▸ **Prompt**:
Identify every line in the records below that contains the word "ranked", and reproduce each one.

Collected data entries

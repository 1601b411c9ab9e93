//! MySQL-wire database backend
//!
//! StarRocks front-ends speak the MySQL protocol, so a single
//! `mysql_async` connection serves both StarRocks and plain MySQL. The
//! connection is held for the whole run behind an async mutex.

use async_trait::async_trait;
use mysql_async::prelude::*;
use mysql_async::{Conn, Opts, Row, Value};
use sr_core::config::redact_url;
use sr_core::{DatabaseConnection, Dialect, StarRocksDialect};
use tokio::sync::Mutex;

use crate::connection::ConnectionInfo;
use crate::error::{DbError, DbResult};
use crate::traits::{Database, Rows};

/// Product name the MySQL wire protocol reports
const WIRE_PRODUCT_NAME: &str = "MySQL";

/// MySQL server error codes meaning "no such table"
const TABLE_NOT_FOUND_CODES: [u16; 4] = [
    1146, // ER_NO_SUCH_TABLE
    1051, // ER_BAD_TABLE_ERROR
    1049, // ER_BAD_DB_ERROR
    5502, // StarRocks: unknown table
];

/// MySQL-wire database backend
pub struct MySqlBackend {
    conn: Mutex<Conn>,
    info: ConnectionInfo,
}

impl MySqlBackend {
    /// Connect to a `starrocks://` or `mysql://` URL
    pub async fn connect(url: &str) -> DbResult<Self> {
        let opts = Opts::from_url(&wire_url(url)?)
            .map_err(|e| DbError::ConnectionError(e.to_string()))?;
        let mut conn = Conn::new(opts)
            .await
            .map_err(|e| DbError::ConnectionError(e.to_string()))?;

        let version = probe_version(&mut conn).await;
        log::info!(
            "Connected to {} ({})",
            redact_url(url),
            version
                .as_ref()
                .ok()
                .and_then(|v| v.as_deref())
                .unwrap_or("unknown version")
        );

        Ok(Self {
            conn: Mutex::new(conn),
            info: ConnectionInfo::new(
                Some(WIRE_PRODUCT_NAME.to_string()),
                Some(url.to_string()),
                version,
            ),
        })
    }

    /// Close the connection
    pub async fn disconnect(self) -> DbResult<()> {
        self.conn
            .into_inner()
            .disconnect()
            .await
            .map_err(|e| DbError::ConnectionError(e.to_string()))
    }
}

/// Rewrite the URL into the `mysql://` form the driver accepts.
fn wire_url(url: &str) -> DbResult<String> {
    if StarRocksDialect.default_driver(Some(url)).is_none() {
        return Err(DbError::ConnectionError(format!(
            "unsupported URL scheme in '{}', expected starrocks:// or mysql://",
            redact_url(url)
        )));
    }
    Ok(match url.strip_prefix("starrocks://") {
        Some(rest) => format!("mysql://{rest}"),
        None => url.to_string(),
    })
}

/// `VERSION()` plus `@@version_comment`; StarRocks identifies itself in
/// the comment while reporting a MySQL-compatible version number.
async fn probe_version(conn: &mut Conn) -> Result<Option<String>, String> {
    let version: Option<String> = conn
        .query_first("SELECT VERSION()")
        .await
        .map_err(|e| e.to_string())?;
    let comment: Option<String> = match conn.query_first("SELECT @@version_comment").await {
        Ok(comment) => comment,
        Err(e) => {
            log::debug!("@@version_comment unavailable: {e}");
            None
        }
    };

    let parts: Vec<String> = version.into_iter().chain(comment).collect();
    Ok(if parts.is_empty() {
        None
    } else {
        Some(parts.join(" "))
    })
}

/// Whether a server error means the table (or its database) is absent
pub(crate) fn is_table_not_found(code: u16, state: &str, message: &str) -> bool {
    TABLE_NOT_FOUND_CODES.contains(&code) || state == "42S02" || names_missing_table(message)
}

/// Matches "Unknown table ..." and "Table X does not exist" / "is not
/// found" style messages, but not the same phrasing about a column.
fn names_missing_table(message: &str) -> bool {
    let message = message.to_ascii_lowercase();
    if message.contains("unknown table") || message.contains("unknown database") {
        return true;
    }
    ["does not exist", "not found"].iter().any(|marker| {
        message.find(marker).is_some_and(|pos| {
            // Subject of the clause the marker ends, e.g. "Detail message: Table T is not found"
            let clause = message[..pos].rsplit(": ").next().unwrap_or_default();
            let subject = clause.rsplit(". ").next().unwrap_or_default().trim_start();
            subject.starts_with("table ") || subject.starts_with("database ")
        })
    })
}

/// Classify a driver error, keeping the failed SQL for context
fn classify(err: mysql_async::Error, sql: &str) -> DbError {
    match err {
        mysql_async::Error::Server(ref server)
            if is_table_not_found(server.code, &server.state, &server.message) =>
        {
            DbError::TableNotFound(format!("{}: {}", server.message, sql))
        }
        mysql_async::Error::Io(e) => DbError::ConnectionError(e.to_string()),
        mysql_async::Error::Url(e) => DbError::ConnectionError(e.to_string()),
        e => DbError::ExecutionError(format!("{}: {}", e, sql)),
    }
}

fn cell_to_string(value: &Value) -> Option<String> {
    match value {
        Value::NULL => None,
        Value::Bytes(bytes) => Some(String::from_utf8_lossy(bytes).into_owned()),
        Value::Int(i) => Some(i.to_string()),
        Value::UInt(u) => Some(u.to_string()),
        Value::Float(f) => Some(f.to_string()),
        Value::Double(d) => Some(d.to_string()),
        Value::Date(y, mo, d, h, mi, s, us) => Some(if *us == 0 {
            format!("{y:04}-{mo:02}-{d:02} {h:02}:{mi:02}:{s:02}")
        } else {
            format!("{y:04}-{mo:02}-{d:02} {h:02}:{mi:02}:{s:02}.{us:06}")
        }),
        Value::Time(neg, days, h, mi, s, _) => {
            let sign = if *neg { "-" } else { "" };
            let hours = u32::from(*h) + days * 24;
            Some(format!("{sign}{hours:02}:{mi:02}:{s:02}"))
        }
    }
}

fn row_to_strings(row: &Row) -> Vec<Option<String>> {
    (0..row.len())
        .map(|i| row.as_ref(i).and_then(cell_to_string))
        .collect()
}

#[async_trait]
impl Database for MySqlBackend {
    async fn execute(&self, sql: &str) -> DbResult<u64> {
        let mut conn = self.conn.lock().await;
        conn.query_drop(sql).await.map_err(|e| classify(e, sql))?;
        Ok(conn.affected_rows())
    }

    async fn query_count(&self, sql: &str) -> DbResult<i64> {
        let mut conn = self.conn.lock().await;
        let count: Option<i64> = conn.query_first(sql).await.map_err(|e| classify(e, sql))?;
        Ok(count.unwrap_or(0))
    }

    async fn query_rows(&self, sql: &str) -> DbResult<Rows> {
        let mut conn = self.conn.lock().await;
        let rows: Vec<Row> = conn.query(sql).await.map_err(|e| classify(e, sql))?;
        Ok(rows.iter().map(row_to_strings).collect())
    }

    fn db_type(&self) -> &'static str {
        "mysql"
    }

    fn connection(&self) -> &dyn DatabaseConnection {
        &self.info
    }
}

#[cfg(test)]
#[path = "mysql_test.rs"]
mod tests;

* * *

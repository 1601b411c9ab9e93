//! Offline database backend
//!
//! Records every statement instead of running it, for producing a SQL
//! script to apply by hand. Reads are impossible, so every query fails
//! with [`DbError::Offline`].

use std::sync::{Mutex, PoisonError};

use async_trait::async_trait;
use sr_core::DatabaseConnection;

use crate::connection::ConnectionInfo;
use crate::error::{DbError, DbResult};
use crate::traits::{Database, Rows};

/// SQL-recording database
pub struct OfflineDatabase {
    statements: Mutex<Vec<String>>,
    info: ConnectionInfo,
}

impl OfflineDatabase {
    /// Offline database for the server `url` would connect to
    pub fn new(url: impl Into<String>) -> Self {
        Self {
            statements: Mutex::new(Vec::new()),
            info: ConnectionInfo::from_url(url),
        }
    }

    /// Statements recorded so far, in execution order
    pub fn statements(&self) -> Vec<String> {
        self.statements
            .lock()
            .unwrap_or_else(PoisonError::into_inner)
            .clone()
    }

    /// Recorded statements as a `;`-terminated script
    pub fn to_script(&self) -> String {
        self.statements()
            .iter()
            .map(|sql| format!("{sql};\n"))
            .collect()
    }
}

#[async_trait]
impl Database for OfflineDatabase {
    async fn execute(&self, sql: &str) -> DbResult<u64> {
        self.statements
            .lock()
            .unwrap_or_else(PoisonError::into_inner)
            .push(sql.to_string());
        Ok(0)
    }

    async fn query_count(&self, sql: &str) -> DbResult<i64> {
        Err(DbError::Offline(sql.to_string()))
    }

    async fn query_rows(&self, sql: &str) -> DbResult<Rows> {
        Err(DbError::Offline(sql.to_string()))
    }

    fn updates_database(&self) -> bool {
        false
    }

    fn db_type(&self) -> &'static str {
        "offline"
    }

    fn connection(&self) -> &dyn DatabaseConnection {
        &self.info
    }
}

--

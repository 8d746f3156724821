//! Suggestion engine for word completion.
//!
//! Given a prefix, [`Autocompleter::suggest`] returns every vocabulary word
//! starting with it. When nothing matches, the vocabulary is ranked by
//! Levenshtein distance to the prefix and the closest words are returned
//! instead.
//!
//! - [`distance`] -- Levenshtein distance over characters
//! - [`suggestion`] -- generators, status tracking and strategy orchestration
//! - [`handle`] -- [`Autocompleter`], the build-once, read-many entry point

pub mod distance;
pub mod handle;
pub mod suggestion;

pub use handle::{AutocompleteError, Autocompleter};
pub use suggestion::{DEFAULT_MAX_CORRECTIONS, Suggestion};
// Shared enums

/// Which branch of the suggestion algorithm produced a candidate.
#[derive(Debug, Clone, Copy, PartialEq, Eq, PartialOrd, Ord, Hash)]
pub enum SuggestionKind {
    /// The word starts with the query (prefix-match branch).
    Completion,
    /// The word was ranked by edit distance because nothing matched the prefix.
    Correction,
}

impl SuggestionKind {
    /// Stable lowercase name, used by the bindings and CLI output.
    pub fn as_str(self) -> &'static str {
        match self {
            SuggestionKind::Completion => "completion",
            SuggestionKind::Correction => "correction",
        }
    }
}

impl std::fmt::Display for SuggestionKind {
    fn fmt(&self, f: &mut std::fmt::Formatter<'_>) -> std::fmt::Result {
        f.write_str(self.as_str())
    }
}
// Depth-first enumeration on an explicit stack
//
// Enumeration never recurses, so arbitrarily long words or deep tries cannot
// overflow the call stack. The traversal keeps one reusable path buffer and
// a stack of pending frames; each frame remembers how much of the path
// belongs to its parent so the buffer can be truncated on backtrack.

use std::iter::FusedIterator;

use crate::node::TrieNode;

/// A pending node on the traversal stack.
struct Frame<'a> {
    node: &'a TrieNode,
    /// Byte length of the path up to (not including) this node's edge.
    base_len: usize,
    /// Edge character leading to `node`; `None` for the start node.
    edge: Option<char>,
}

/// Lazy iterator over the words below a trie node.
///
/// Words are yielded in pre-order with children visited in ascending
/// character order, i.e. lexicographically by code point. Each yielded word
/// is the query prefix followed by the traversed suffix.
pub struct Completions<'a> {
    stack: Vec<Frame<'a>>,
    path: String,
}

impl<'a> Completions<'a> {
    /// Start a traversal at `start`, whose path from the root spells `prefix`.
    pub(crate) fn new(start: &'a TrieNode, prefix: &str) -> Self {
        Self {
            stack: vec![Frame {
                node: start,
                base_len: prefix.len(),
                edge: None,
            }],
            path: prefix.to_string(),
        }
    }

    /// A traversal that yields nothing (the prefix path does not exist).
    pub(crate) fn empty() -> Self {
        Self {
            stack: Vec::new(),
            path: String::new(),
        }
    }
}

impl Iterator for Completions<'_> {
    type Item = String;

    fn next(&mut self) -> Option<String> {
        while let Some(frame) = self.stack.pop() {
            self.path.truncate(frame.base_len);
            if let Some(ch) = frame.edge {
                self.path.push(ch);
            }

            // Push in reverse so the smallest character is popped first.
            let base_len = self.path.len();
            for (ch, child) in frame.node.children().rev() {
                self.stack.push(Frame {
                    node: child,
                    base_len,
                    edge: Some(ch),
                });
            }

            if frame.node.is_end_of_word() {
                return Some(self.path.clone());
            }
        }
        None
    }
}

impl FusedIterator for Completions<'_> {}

▸ **Output of the task**:
//! starting with it. When nothing matches, the vocabulary is ranked by
    /// The word was ranked by edit distance because nothing matched the prefix.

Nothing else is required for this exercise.